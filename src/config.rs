use std::net::{IpAddr, SocketAddr};
use std::path::PathBuf;
use std::thread;
use clap::Parser;
use thiserror::Error;

pub const DEFAULT_PORT: u16 = 1234;

#[derive(Parser, Clone, Debug)]
#[clap(author, version, about = "In-memory movie catalogue over HTTP", long_about = None)]
pub struct Config {
    /// Address to listen on
    #[clap(long, env = "REEL_HOST", default_value = "0.0.0.0")]
    pub host: String,

    #[clap(long, env = "PORT", default_value_t = DEFAULT_PORT)]
    pub port: u16,

    /// JSON array of movies to preload instead of the bundled dataset
    #[clap(long, env = "REEL_SEED")]
    pub seed: Option<PathBuf>,

    /// Runtime worker threads (defaults to the number of logical cores)
    #[clap(long, env = "REEL_WORKERS")]
    pub workers: Option<usize>,
}

#[derive(Error, Debug)]
pub enum ConfigError {
    #[error("invalid listen host '{0}'")]
    InvalidHost(String),

    #[error("worker thread count must be at least 1")]
    NoWorkers,
}

impl Config {
    pub fn socket_addr(&self) -> Result<SocketAddr, ConfigError> {
        let ip: IpAddr = self
            .host
            .parse()
            .map_err(|_| ConfigError::InvalidHost(self.host.clone()))?;
        Ok(SocketAddr::new(ip, self.port))
    }

    pub fn worker_threads(&self) -> Result<usize, ConfigError> {
        match self.workers {
            Some(0) => Err(ConfigError::NoWorkers),
            Some(n) => Ok(n),
            None => Ok(thread::available_parallelism().map(|n| n.get()).unwrap_or(1)),
        }
    }
}

#[cfg(test)]
mod tests {
    use super::*;

    fn parse(args: &[&str]) -> Config {
        Config::try_parse_from(std::iter::once("reel").chain(args.iter().copied())).unwrap()
    }

    #[test]
    fn explicit_flags() {
        let cfg = parse(&["--host", "127.0.0.1", "--port", "8080", "--workers", "2", "--seed", "m.json"]);
        assert_eq!(cfg.socket_addr().unwrap(), "127.0.0.1:8080".parse().unwrap());
        assert_eq!(cfg.worker_threads().unwrap(), 2);
        assert_eq!(cfg.seed, Some(PathBuf::from("m.json")));
    }

    #[test]
    fn ipv6_host() {
        let cfg = parse(&["--host", "::1", "--port", "9000"]);
        assert_eq!(cfg.socket_addr().unwrap(), "[::1]:9000".parse().unwrap());
    }

    #[test]
    fn rejects_bad_host() {
        let cfg = parse(&["--host", "not-an-ip"]);
        assert!(matches!(cfg.socket_addr(), Err(ConfigError::InvalidHost(_))));
    }

    #[test]
    fn rejects_zero_workers() {
        let cfg = parse(&["--workers", "0"]);
        assert!(matches!(cfg.worker_threads(), Err(ConfigError::NoWorkers)));
    }

    #[test]
    fn auto_workers() {
        let cfg = parse(&["--workers", "3"]);
        assert_eq!(cfg.worker_threads().unwrap(), 3);
        let cfg = Config { workers: None, ..cfg };
        assert!(cfg.worker_threads().unwrap() >= 1);
    }
}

****************

Problem to solve: Copy out the full listing so that each line matches exactly.

Completed task:
filename src/config.rs
use std::net::{IpAddr, SocketAddr};
use std::path::PathBuf;
use std::thread;
use clap::Parser;
use thiserror::Error;

pub const DEFAULT_PORT: u16 = 1234;

#[derive(Parser, Clone, Debug)]
#[clap(author, version, about = "In-memory movie catalogue over HTTP", long_about = None)]
pub struct Config {
    /// Address to listen on
    #[clap(long, env = "REEL_HOST", default_value = "0.0.0.0")]
    pub host: String,

    #[clap(long, env = "PORT", default_value_t = DEFAULT_PORT)]
    pub port: u16,

    /// JSON array of movies to preload instead of the bundled dataset
    #[clap(long, env = "REEL_SEED")]
    pub seed: Option<PathBuf>,

    /// Runtime worker threads (defaults to the number of logical cores)
    #[clap(long, env = "REEL_WORKERS")]
    pub workers: Option<usize>,
}

#[derive(Error, Debug)]
pub enum ConfigError {
    #[error("invalid listen host '{0}'")]
    InvalidHost(String),

    #[error("worker thread count must be at least 1")]
    NoWorkers,
}

impl Config {
    pub fn socket_addr(&self) -> Result<SocketAddr, ConfigError> {
        let ip: IpAddr = self
            .host
            .parse()
            .map_err(|_| ConfigError::InvalidHost(self.host.clone()))?;
        Ok(SocketAddr::new(ip, self.port))
    }

    pub fn worker_threads(&self) -> Result<usize, ConfigError> {
        match self.workers {
            Some(0) => Err(ConfigError::NoWorkers),
            Some(n) => Ok(n),
            None => Ok(thread::available_parallelism().map(|n| n.get()).unwrap_or(1)),
        }
    }
}

#[cfg(test)]
mod tests {
    use super::*;

    fn parse(args: &[&str]) -> Config {
        Config::try_parse_from(std::iter::once("reel").chain(args.iter().copied())).unwrap()
    }

    #[test]
    fn explicit_flags() {
        let cfg = parse(&["--host", "127.0.0.1", "--port", "8080", "--workers", "2", "--seed", "m.json"]);
        assert_eq!(cfg.socket_addr().unwrap(), "127.0.0.1:8080".parse().unwrap());
        assert_eq!(cfg.worker_threads().unwrap(), 2);
        assert_eq!(cfg.seed, Some(PathBuf::from("m.json")));
    }

    #[test]
    fn ipv6_host() {
        let cfg = parse(&["--host", "::1", "--port", "9000"]);
        assert_eq!(cfg.socket_addr().unwrap(), "[::1]:9000".parse().unwrap());
    }

    #[test]
    fn rejects_bad_host() {
        let cfg = parse(&["--host", "not-an-ip"]);
        assert!(matches!(cfg.socket_addr(), Err(ConfigError::InvalidHost(_))));
    }

    #[test]
    fn rejects_zero_workers() {
        let cfg = parse(&["--workers", "0"]);
        assert!(matches!(cfg.worker_threads(), Err(ConfigError::NoWorkers)));
    }

    #[test]
    fn auto_workers() {
        let cfg = parse(&["--workers", "3"]);
        assert_eq!(cfg.worker_threads().unwrap(), 3);
        let cfg = Config { workers: None, ..cfg };
        assert!(cfg.worker_threads().unwrap() >= 1);
    }
}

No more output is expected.